I had no choice but to get up at that instant. Not that somehow getting up earlier does anything for the folks in Japan or anywhere else on the planet at this moment who lack a comfortable, safe, bed, and the countless other things beings need or wish for. But at least if I get up I can do something, anything, in the direction of serving or meditating or dedicating whatever I do, a tiny scratch drawn by the tip of an atom in space; that through my intention it might somehow turn into whatever others may need. It's the intention that counts, or so the Buddha said.
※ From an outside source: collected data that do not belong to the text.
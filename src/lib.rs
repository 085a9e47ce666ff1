//! disttest - test execution engine
//!
//! Test-case definitions are registered with a [`TestRunner`], which runs the
//! suite either locally as one execution context or split by definition
//! across concurrent workers. Results from every context are merged into a
//! single [`ResultSet`]; lifecycle events are delivered to [`Plugin`]s.
//!
//! ```no_run
//! use disttest::{ConsoleReporter, TestDefinition, TestRunner};
//! use disttest::samples::MathTests;
//! use std::time::Duration;
//!
//! # async fn demo() -> disttest::Result<()> {
//! let mut runner = TestRunner::new();
//! runner.add_definition(TestDefinition::of::<MathTests>())?;
//! runner.add_plugin(ConsoleReporter::new(false));
//!
//! let result = runner.run_distributed(3, Duration::from_secs(60)).await?;
//! std::process::exit(result.summary().exit_code());
//! # }
//! ```

pub mod config;
pub mod error;
pub mod executor;
pub mod framework;
pub mod models;
pub mod output;
pub mod plugins;
pub mod samples;
pub mod utils;

pub use config::{JsonLogConfig, RunMode, RunnerConfig};
pub use error::{DisttestError, Result};
pub use executor::{RunState, TestRunner};
pub use framework::{
    assert_equal, assert_false, assert_raises, assert_true, fail, Check, CheckExt, ClassHooks,
    DefinitionBuilder, Failure, TestCase, TestDefinition, TestSuite,
};
pub use models::{MethodOutcome, ResultSet, Summary};
pub use plugins::{ConsoleReporter, JsonLogger, Plugin, PluginSet};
Similarly, if I shift my glance just the slightest bit I can go from seeing only this screen to an entire panorama in front of me.
Through a slight reorientation in my mind that requires no physical movement at all since it doesn't depend on my five senses, I can distribute with abandon and no concern for the bill, tempurpedic mattresses and warm blankets, houses, food; rescue teams that can magically locate every missing person, comfort, healing, medicine, hospitals, removal of harmful radiation, insta-repairs on nuclear reactors, whatever exactly it is, down to the most divine details (asthma medication, insulin, glasses) that someone might need in whatever terribly embodied fact we find ourselves in, and offer these things to those wearied and pummeled by one crashing wave or another. Then I can (no, must) go one more and thank them for the opportunity, the great blessing, of being able to intend doing something kind in their direction even if I lack the ability just now to directly be there attending to them. Then again if it were my own child or my own mother in that state I would make "direct" happen, wouldn't I?